“That was little Connie Wainwright. She an’ her father live in a little valley t’other side of that bluff,” pointing up the mountain. “She’s a great kid, too. She has a hoss that’s named after a hoss that had wings. I forgit the name she calls him.” The trapper pondered for a moment.

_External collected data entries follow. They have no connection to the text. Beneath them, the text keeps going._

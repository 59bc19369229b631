//! Load state for a search session.

use std::fmt;

/// Tri-state fetch status driving what the UI renders.
///
/// The states are mutually exclusive: a session is idle, has a fetch in
/// flight, or is showing the error from its most recent failed fetch.
#[derive(Debug, Clone, PartialEq, Eq, Default)]
pub enum LoadState {
    /// No fetch in flight and no error to show.
    #[default]
    Idle,
    /// A fetch is in flight.
    Loading,
    /// The most recent fetch failed; carries the user-facing message.
    Error(String),
}

impl LoadState {
    /// True while a fetch is in flight.
    #[must_use]
    pub fn is_loading(&self) -> bool {
        matches!(self, Self::Loading)
    }

    /// The user-facing error message, when in the error state.
    #[must_use]
    pub fn error(&self) -> Option<&str> {
        match self {
            Self::Error(message) => Some(message),
            _ => None,
        }
    }

    /// Short label for logs and status lines.
    #[must_use]
    pub fn as_str(&self) -> &'static str {
        match self {
            Self::Idle => "idle",
            Self::Loading => "loading",
            Self::Error(_) => "error",
        }
    }
}

impl fmt::Display for LoadState {
    fn fmt(&self, f: &mut fmt::Formatter<'_>) -> fmt::Result {
        write!(f, "{}", self.as_str())
    }
}
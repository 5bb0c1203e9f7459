//! memo: categorised personal notes with keyword search.
//!
//! The binary is a thin shell: [`cli`] parses arguments and runs the
//! non-interactive commands, `memo-tui` owns the interactive front end, and
//! everything else lives in `memo-core`.

pub mod cli;
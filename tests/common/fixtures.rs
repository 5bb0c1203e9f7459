//! Clocks, failing stores and note corpora shared across harnesses.

use std::cell::Cell;
use std::collections::HashMap;

use chrono::{DateTime, TimeZone, Utc};
use memo_core::error::{StoreError, StoreResult};
use memo_core::query::Predicate;
use memo_core::store::NoteStore;
use memo_core::types::{NewNote, Note, NoteId, NoteUpdate};
use memo_core::Clock;

use super::builders::NoteBuilder;

// ---------------------------------------------------------------------------
// Clocks
// ---------------------------------------------------------------------------

/// Always returns the same instant.
pub struct FixedClock(pub DateTime<Utc>);

impl Clock for FixedClock {
    fn now(&self) -> DateTime<Utc> {
        self.0
    }
}

/// Advances one second on every reading.
pub struct StepClock {
    next: Cell<i64>,
}

impl StepClock {
    pub fn starting_at(secs: i64) -> Self {
        Self { next: Cell::new(secs) }
    }
}

impl Clock for StepClock {
    fn now(&self) -> DateTime<Utc> {
        let secs = self.next.get();
        self.next.set(secs + 1);
        Utc.timestamp_opt(secs, 0).unwrap()
    }
}

// ---------------------------------------------------------------------------
// Failing stores
// ---------------------------------------------------------------------------

/// Every operation fails with [`StoreError::Unavailable`].
pub struct FailingStore;

fn unavailable<T>() -> StoreResult<T> {
    Err(StoreError::Unavailable("disk ejected".to_string()))
}

impl NoteStore for FailingStore {
    fn insert(&mut self, _: &NewNote) -> StoreResult<NoteId> {
        unavailable()
    }
    fn update(&mut self, _: NoteId, _: &NoteUpdate) -> StoreResult<usize> {
        unavailable()
    }
    fn delete(&mut self, _: NoteId) -> StoreResult<usize> {
        unavailable()
    }
    fn get(&self, _: NoteId) -> StoreResult<Option<Note>> {
        unavailable()
    }
    fn query(&self, _: &Predicate) -> StoreResult<Vec<Note>> {
        unavailable()
    }
    fn aggregate_categories(&self) -> StoreResult<Option<HashMap<String, u64>>> {
        unavailable()
    }
}

/// Has no grouped aggregate and fails on query, so the tally fallback path
/// hits the error.
pub struct FailingQueryStore;

impl NoteStore for FailingQueryStore {
    fn insert(&mut self, _: &NewNote) -> StoreResult<NoteId> {
        unavailable()
    }
    fn update(&mut self, _: NoteId, _: &NoteUpdate) -> StoreResult<usize> {
        unavailable()
    }
    fn delete(&mut self, _: NoteId) -> StoreResult<usize> {
        unavailable()
    }
    fn get(&self, _: NoteId) -> StoreResult<Option<Note>> {
        unavailable()
    }
    fn query(&self, _: &Predicate) -> StoreResult<Vec<Note>> {
        unavailable()
    }
}

// ---------------------------------------------------------------------------
// Corpora
// ---------------------------------------------------------------------------

/// A small mixed notebook: several categories, a NULL category, an unknown
/// category, CJK text, multi-line bodies and a modified-time tie.
pub fn mixed_corpus() -> Vec<NoteBuilder> {
    vec![
        NoteBuilder::new("Meeting notes for Q3 planning session")
            .body("agenda\nstaffing for Q3\nbudget")
            .category("工作")
            .at(100),
        NoteBuilder::new("groceries")
            .body("milk\neggs\nQ3 cheese")
            .category("生活")
            .at(200),
        NoteBuilder::new("")
            .body("hello world\nfoo bar baz")
            .category("工作")
            .at(300),
        NoteBuilder::new("会议记录")
            .body("今天的会议讨论了第三季度计划安排")
            .category("工作")
            .at(300),
        NoteBuilder::new("legacy row").body("no category column").uncategorised().at(50),
        NoteBuilder::new("imported").body("from another tool").category("???").at(400),
        NoteBuilder::new("Reading list").category("学习").at(150).modified(500),
        NoteBuilder::new("empty body Q3").category("灵感").at(250),
    ]
}

/// Queries worth running against [`mixed_corpus`].
pub const CORPUS_QUERIES: &[&str] = &["Q3", "q3", "bar", "会议", "o", "%", "_", "\n", "absent"];
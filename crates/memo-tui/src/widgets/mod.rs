//! Ratatui widgets for the memo TUI.

pub mod category_bar;
pub mod command_bar;
pub mod editor;
pub mod help;
pub mod line_input;
pub mod note_list;
pub mod query_bar;
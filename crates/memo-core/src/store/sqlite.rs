//! SQLite-backed note store.
//!
//! Timestamps are stored as epoch milliseconds. Rowids come from
//! `AUTOINCREMENT`, so ids of deleted notes are never handed out again and
//! the id tie-breaker stays consistent with insertion order.

use std::collections::HashMap;
use std::fs;
use std::path::Path;

use chrono::{DateTime, Utc};
use rusqlite::{params, params_from_iter, Connection, OptionalExtension, Row};

use super::NoteStore;
use crate::error::{StoreError, StoreResult};
use crate::query::{Predicate, ORDER_BY};
use crate::types::{NewNote, Note, NoteId, NoteUpdate};

const SCHEMA: &str = r#"
CREATE TABLE IF NOT EXISTS notes (
    id          INTEGER PRIMARY KEY AUTOINCREMENT,
    title       TEXT    NOT NULL DEFAULT '',
    body        TEXT    NOT NULL DEFAULT '',
    category    TEXT,
    created_at  INTEGER NOT NULL,
    modified_at INTEGER NOT NULL
);
CREATE INDEX IF NOT EXISTS notes_by_modified ON notes (modified_at DESC, id DESC);
CREATE INDEX IF NOT EXISTS notes_by_category ON notes (category);
"#;

const COLUMNS: &str = "id, title, body, category, created_at, modified_at";

// ---------------------------------------------------------------------------
// SqliteStore
// ---------------------------------------------------------------------------

/// Note store backed by a single SQLite connection.
pub struct SqliteStore {
    conn: Connection,
}

impl SqliteStore {
    /// Open an in-memory database with the notes schema.
    pub fn open_in_memory() -> StoreResult<Self> {
        let conn = Connection::open_in_memory()?;
        Self::with_schema(conn)
    }

    /// Open or create the database at `path`, creating parent directories
    /// as needed.
    pub fn open(path: &Path) -> StoreResult<Self> {
        if let Some(parent) = path.parent() {
            if !parent.as_os_str().is_empty() && !parent.exists() {
                fs::create_dir_all(parent).map_err(|source| StoreError::Io {
                    path: parent.to_path_buf(),
                    source,
                })?;
            }
        }

        let conn = Connection::open(path)?;
        tracing::debug!(path = %path.display(), "store: opened sqlite database");
        Self::with_schema(conn)
    }

    fn with_schema(conn: Connection) -> StoreResult<Self> {
        conn.execute_batch(SCHEMA)?;
        Ok(Self { conn })
    }
}

impl NoteStore for SqliteStore {
    fn insert(&mut self, note: &NewNote) -> StoreResult<NoteId> {
        self.conn.execute(
            "INSERT INTO notes (title, body, category, created_at, modified_at)
             VALUES (?1, ?2, ?3, ?4, ?5)",
            params![
                note.title,
                note.body,
                note.category,
                note.created_at.timestamp_millis(),
                note.modified_at.timestamp_millis(),
            ],
        )?;
        Ok(NoteId(self.conn.last_insert_rowid()))
    }

    fn update(&mut self, id: NoteId, update: &NoteUpdate) -> StoreResult<usize> {
        let rows = self.conn.execute(
            "UPDATE notes SET title = ?1, body = ?2, category = ?3, modified_at = ?4
             WHERE id = ?5",
            params![
                update.title,
                update.body,
                update.category,
                update.modified_at.timestamp_millis(),
                id.0,
            ],
        )?;
        Ok(rows)
    }

    fn delete(&mut self, id: NoteId) -> StoreResult<usize> {
        Ok(self.conn.execute("DELETE FROM notes WHERE id = ?1", [id.0])?)
    }

    fn get(&self, id: NoteId) -> StoreResult<Option<Note>> {
        let raw = self
            .conn
            .query_row(
                &format!("SELECT {COLUMNS} FROM notes WHERE id = ?1"),
                [id.0],
                RawRow::from_row,
            )
            .optional()?;
        raw.map(RawRow::into_note).transpose()
    }

    fn query(&self, predicate: &Predicate) -> StoreResult<Vec<Note>> {
        let sql = format!(
            "SELECT {COLUMNS} FROM notes WHERE {} ORDER BY {ORDER_BY}",
            predicate.sql()
        );
        let mut stmt = self.conn.prepare(&sql)?;
        let rows = stmt.query_map(params_from_iter(predicate.params()), RawRow::from_row)?;

        let mut notes = Vec::new();
        for row in rows {
            notes.push(row?.into_note()?);
        }
        tracing::debug!(rows = notes.len(), "store: sqlite query finished");
        Ok(notes)
    }

    fn aggregate_categories(&self) -> StoreResult<Option<HashMap<String, u64>>> {
        let mut stmt = self.conn.prepare(
            "SELECT category, COUNT(*) FROM notes
             WHERE category IS NOT NULL
             GROUP BY category",
        )?;
        let rows = stmt.query_map([], |row| {
            Ok((row.get::<_, String>(0)?, row.get::<_, i64>(1)?))
        })?;

        let mut counts = HashMap::new();
        for row in rows {
            let (category, count) = row?;
            counts.insert(category, u64::try_from(count).unwrap_or(0));
        }
        Ok(Some(counts))
    }
}

// ---------------------------------------------------------------------------
// Row decoding
// ---------------------------------------------------------------------------

struct RawRow {
    id: i64,
    title: String,
    body: String,
    category: Option<String>,
    created_at: i64,
    modified_at: i64,
}

impl RawRow {
    fn from_row(row: &Row<'_>) -> rusqlite::Result<Self> {
        Ok(Self {
            id: row.get(0)?,
            title: row.get(1)?,
            body: row.get(2)?,
            category: row.get(3)?,
            created_at: row.get(4)?,
            modified_at: row.get(5)?,
        })
    }

    fn into_note(self) -> StoreResult<Note> {
        let id = NoteId(self.id);
        let created_at = from_millis(self.created_at).ok_or(StoreError::CorruptRow {
            id,
            column: "created_at",
        })?;
        let modified_at = from_millis(self.modified_at).ok_or(StoreError::CorruptRow {
            id,
            column: "modified_at",
        })?;
        Ok(Note {
            id,
            title: self.title,
            body: self.body,
            category: self.category,
            created_at,
            modified_at,
        })
    }
}

fn from_millis(ms: i64) -> Option<DateTime<Utc>> {
    DateTime::<Utc>::from_timestamp_millis(ms)
}

// ---------------------------------------------------------------------------
// Tests
// ---------------------------------------------------------------------------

“Pegasus,” prompted Donald.

“That’s it. She rides that hoss like a Texas Ranger, an’ she’s a crack shot with the rifle. Funny thing, though, she ain’t ever shot anything to my knowledge ’cept a cougar that tried to get her pet deer. Her father’s jest the same, he won’t kill nothin’ an’ they’ve got all the birds ’round their cabin as tame as chickens. They are always studyin’ birds, flowers, an’ animals. He’s an Englishman of eddication, an’ he’s eddicated the kid, too. Was the ‘Breed’ with her?”

“No. Who is the Breed?”

“He’s a half-breed Indian with a lame leg. He came over the trail ’bout two years ago. Got one look at that shiny haired kid an’ thought she was an angel, I guess, an’ has been hantin’ her ever since. He built hisself a cabin up there. Works for Wainwright in the summer an’ traps in the winter. He follers that kid ’round like a dog follers its master.”

Donald was interested.

“I must call on them.”

“He’ll be glad to see ye, as ye can talk his lingo. His langwidge is too high-falutin’ for me. He sometimes comes to ask me ’bout the habits of animals, but I got a sneakin’ notion that he knows more ’bout it than I do.”

That evening Donald and Andy visited the recluse.